▶ **Data records**
====================
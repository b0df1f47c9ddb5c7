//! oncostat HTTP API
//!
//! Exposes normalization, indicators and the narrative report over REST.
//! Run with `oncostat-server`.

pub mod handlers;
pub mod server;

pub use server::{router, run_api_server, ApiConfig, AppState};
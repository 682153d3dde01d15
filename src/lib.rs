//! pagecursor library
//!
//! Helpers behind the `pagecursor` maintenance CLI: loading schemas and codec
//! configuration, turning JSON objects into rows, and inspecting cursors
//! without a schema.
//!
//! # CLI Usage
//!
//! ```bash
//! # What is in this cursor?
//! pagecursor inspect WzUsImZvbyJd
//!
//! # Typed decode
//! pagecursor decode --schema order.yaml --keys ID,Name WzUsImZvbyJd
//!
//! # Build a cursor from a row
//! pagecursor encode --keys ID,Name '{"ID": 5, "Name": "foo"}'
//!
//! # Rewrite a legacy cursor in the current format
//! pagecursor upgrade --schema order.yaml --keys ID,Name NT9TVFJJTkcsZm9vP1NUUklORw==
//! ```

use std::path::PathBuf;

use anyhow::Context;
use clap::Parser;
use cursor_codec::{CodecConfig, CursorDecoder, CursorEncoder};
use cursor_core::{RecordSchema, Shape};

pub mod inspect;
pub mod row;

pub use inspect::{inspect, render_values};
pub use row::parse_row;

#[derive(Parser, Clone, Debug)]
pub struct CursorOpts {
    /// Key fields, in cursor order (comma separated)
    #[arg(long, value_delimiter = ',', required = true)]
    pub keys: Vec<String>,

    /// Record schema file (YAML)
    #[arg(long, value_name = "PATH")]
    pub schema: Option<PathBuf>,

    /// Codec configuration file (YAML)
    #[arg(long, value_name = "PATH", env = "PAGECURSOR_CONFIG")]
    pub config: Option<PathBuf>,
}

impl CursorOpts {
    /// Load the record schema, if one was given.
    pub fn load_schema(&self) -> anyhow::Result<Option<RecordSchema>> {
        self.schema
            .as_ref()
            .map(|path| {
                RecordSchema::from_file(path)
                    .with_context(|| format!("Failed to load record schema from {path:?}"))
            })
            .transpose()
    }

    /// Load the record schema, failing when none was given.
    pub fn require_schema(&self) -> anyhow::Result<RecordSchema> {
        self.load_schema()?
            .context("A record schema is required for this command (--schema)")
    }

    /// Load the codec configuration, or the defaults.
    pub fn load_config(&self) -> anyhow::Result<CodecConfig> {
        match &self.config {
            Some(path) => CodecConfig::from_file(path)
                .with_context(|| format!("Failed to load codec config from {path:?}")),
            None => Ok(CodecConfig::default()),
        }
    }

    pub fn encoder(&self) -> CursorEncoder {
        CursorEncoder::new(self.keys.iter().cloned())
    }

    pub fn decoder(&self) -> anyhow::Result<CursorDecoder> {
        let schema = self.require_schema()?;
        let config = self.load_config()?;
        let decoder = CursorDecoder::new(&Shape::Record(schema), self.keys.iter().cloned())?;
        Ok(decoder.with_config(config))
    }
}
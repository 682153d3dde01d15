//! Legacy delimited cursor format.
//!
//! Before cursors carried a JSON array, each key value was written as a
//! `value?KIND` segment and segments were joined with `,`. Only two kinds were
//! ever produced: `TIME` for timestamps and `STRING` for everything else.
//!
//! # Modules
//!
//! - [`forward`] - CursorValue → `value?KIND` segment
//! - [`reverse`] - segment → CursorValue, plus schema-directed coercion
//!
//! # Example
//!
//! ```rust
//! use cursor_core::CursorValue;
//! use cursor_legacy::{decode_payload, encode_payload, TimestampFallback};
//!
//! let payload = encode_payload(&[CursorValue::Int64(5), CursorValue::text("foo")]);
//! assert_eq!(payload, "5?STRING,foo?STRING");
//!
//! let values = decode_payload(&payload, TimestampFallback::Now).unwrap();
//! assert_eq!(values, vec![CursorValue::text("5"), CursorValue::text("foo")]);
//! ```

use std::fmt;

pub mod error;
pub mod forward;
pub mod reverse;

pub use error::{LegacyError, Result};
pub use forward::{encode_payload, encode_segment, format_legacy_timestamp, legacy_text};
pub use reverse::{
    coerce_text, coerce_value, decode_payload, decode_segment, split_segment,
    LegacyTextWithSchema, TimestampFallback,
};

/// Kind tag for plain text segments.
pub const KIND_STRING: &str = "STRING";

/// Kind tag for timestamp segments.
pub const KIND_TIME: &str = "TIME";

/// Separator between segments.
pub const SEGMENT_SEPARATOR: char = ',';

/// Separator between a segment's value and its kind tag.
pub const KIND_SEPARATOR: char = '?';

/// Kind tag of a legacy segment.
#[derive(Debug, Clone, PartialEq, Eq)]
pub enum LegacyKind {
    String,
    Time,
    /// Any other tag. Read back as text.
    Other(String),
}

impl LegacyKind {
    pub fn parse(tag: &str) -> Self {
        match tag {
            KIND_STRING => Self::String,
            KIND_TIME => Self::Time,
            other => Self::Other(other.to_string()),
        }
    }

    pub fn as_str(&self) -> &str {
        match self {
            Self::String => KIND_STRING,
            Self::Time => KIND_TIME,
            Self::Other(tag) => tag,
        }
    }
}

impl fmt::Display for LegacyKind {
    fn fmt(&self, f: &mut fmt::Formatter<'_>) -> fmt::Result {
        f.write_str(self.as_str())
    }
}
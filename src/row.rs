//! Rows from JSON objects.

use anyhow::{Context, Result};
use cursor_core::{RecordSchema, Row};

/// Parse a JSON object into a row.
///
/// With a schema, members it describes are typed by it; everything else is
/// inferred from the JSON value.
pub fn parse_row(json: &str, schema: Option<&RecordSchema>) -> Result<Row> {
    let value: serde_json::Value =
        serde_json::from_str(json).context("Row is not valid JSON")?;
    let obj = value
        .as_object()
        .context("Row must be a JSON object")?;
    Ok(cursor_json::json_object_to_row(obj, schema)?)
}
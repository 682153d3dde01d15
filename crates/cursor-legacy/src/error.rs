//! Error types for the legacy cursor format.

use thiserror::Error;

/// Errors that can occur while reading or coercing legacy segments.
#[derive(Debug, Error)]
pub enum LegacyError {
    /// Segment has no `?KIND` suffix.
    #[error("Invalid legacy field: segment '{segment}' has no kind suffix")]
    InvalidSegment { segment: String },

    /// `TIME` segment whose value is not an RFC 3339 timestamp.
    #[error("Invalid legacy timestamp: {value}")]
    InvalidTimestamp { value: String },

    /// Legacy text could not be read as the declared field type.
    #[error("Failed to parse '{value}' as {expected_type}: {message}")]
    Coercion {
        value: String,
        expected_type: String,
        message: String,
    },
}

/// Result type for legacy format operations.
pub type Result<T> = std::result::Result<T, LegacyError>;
====================
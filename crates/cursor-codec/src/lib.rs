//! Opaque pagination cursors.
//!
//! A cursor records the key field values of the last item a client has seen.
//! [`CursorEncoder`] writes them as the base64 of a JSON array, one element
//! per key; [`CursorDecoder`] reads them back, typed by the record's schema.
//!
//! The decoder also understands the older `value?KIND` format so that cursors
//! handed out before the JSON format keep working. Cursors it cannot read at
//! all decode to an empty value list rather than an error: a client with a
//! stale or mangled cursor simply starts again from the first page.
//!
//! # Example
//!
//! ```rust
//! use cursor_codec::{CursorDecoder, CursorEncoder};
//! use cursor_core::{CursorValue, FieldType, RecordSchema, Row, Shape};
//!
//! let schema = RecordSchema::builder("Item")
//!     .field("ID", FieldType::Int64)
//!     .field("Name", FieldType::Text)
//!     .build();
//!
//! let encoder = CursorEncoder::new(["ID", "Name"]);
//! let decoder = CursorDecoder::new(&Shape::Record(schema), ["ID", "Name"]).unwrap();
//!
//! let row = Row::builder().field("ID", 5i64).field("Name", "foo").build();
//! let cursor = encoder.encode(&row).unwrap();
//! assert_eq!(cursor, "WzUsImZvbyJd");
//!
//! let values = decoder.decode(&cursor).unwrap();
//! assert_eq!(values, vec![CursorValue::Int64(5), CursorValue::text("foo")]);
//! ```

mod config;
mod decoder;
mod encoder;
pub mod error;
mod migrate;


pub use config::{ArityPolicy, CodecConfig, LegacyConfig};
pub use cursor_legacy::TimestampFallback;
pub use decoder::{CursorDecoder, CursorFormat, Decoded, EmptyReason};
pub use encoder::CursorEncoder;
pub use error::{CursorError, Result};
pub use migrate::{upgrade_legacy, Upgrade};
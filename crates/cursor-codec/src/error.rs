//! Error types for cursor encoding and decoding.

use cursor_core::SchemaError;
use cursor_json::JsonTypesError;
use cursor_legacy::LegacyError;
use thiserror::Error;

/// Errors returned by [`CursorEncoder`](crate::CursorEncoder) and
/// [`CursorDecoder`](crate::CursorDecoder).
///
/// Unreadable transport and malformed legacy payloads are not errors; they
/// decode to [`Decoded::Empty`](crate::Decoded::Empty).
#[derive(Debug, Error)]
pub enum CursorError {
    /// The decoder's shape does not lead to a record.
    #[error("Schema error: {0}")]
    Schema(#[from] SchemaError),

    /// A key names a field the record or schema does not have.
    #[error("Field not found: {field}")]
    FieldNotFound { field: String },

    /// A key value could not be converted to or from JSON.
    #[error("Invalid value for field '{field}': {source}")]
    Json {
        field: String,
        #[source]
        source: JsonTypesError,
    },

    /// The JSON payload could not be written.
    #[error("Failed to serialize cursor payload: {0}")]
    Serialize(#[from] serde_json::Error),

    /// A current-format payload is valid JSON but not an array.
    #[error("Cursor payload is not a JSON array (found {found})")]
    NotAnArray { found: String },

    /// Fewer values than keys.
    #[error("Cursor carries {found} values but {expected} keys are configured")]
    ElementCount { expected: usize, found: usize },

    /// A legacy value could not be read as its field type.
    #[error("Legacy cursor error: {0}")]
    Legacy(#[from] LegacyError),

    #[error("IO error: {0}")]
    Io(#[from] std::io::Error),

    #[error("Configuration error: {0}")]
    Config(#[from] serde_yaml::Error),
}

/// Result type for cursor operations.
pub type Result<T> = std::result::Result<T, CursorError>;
====================
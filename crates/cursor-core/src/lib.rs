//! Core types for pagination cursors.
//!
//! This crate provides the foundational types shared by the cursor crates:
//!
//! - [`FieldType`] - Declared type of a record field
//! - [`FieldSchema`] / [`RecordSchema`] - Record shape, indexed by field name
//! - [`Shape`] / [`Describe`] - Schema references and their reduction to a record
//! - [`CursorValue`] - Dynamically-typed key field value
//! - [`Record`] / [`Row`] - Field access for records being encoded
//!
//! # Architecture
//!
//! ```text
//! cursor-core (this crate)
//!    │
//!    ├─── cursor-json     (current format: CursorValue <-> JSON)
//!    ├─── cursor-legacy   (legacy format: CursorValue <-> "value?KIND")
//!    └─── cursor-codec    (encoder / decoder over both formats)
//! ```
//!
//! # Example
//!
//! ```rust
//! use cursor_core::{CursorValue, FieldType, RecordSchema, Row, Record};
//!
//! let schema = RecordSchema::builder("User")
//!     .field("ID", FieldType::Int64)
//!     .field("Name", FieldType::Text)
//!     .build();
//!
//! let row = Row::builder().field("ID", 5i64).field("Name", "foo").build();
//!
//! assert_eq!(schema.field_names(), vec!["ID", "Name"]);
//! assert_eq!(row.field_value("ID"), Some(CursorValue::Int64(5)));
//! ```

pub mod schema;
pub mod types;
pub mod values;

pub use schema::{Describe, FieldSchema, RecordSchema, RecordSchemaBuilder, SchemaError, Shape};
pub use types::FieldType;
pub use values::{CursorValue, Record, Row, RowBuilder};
====================
▶ **Task statement**
The listing above holds a line with "repository b0df1f47c9ddb5c7" and a line with "schemas and codec". Print the stretch from the first through the second, exactly and alone.

▶ **Reply to the task**
repository b0df1f47c9ddb5c7
//! oncostat HTTP API
//!
//! Exposes normalization, indicators and the narrative report over REST.
//! Run with `oncostat-server`.

pub mod handlers;
pub mod server;

pub use server::{router, run_api_server, ApiConfig, AppState};
repository 682153d3dde01d15
filename src/lib.rs
//! pagecursor library
//!
//! Helpers behind the `pagecursor` maintenance CLI: loading schemas and codec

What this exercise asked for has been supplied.